#### WORK REQUEST
Search the listing below for the word "exists" and copy each line that holds it.
=-=-=
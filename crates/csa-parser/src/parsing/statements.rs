//! Statement parsing.

use super::parser::Parser;
use super::raw::Context;
use crate::ast::{DeclarationKind, Declarator, Statement, StatementKind};
use csa_core::{Error, Result};
use csa_lexer::TokenKind;

impl<'a> Parser<'a> {
    /// Parses a top-level statement.
    ///
    /// Declarations and exports are parsed structurally. When that fails,
    /// or for any other statement, the statement is kept verbatim.
    pub(crate) fn parse_statement(&mut self) -> Result<Statement> {
        let start = self.position();
        let start_span = self.current_span();

        let structured = if self.check(&TokenKind::Const)
            || self.check(&TokenKind::Let)
            || self.check(&TokenKind::Var)
        {
            Some(self.parse_variable())
        } else if self.is_module_exports() {
            Some(self.parse_module_exports())
        } else if self.check(&TokenKind::Export) && self.check_nth(1, &TokenKind::Default) {
            Some(self.parse_export_default())
        } else {
            None
        };

        let kind = match structured {
            Some(Ok(kind)) => kind,
            Some(Err(_)) => {
                self.rewind(start);
                self.parse_raw_statement()?
            }
            None => self.parse_raw_statement()?,
        };

        let span = start_span.merge(self.previous_span());
        let mut statement = Statement::new(kind);
        statement.span = span;
        statement.trailing_comment = self.take_trailing_comment();
        Ok(statement)
    }

    /// Parses a variable declaration: `const a[: T] = expr, b = expr`
    fn parse_variable(&mut self) -> Result<StatementKind> {
        let kind = match self.advance().map(|(token, _)| &token.kind) {
            Some(TokenKind::Let) => DeclarationKind::Let,
            Some(TokenKind::Var) => DeclarationKind::Var,
            _ => DeclarationKind::Const,
        };

        let mut declarators = Vec::new();
        loop {
            let name = self.expect_identifier()?;

            let type_annotation = if self.match_token(&TokenKind::Colon) {
                Some(self.capture_raw(Context::Annotation)?.0)
            } else {
                None
            };

            let init = if self.match_token(&TokenKind::Equal) {
                Some(self.parse_expression(Context::Expression)?)
            } else {
                None
            };

            declarators.push(Declarator {
                name,
                type_annotation,
                init,
            });

            if !self.match_token(&TokenKind::Comma) {
                break;
            }
        }

        let semicolon = self.finish_statement()?;
        Ok(StatementKind::Variable {
            kind,
            declarators,
            semicolon,
        })
    }

    fn is_module_exports(&self) -> bool {
        self.check_word(0, "module")
            && self.check_nth(1, &TokenKind::Dot)
            && self.check_word(2, "exports")
            && self.check_nth(3, &TokenKind::Equal)
    }

    /// Parses a CommonJS export: `module.exports = expr`
    fn parse_module_exports(&mut self) -> Result<StatementKind> {
        for _ in 0..4 {
            self.advance();
        }
        let value = self.parse_expression(Context::Expression)?;
        let semicolon = self.finish_statement()?;
        Ok(StatementKind::ModuleExports { value, semicolon })
    }

    /// Parses an ES module export: `export default expr`
    fn parse_export_default(&mut self) -> Result<StatementKind> {
        self.advance();
        self.advance();
        let value = self.parse_expression(Context::Expression)?;
        let semicolon = self.finish_statement()?;
        Ok(StatementKind::ExportDefault { value, semicolon })
    }

    /// Parses any statement verbatim, including its semicolon.
    fn parse_raw_statement(&mut self) -> Result<StatementKind> {
        let (mut text, covered) = self.capture_raw(Context::Statement)?;
        if self.check(&TokenKind::Semicolon) {
            let semicolon = self.current_span();
            self.advance();
            text = self.slice(covered.merge(semicolon)).to_string();
        }
        Ok(StatementKind::Raw(text))
    }

    /// Consumes an optional semicolon and checks that the statement ends.
    fn finish_statement(&mut self) -> Result<bool> {
        if self.match_token(&TokenKind::Semicolon) {
            return Ok(true);
        }
        let line_ends = self.peek().is_none_or(|(token, _)| token.on_new_line());
        if line_ends && self.at_expression_end(Context::Statement) {
            Ok(false)
        } else {
            Err(Error::Parser(
                format!("Expected ';' or line break, found {}", self.describe_current()),
                self.current_span(),
            ))
        }
    }
}
//! Checks that a project directory can be created safely.

use csa_core::{Error, Result};
use std::fs;
use std::path::Path;

/// Entries that may already exist in the target directory.
pub const HARMLESS_FILES: [&str; 7] = [
    ".DS_Store",
    ".git",
    ".idea",
    ".vscode",
    "LICENSE",
    "README.md",
    "Thumbs.db",
];

/// Verifies `path` is absent, or a directory holding only harmless files.
///
/// # Errors
/// Returns [`Error::InvalidProjectPath`] listing every conflict, or an IO
/// error if the directory cannot be read.
pub fn check_project_path(path: &Path) -> Result<()> {
    if !path.exists() {
        return Ok(());
    }

    if !path.is_dir() {
        return Err(Error::InvalidProjectPath {
            path: path.display().to_string(),
            problems: vec!["a file with this name already exists".to_string()],
        });
    }

    let mut conflicts = fs::read_dir(path)?
        .map(|entry| entry.map(|e| e.file_name().to_string_lossy().into_owned()))
        .collect::<std::io::Result<Vec<_>>>()?;
    conflicts.retain(|name| !HARMLESS_FILES.contains(&name.as_str()));
    conflicts.sort();

    if conflicts.is_empty() {
        return Ok(());
    }

    Err(Error::InvalidProjectPath {
        path: path.display().to_string(),
        problems: conflicts
            .into_iter()
            .map(|name| format!("\"{name}\" already exists and could conflict"))
            .collect(),
    })
}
=-=-=
#### YOUR RESPONSE
    if !path.exists() {
            problems: vec!["a file with this name already exists".to_string()],
            .map(|name| format!("\"{name}\" already exists and could conflict"))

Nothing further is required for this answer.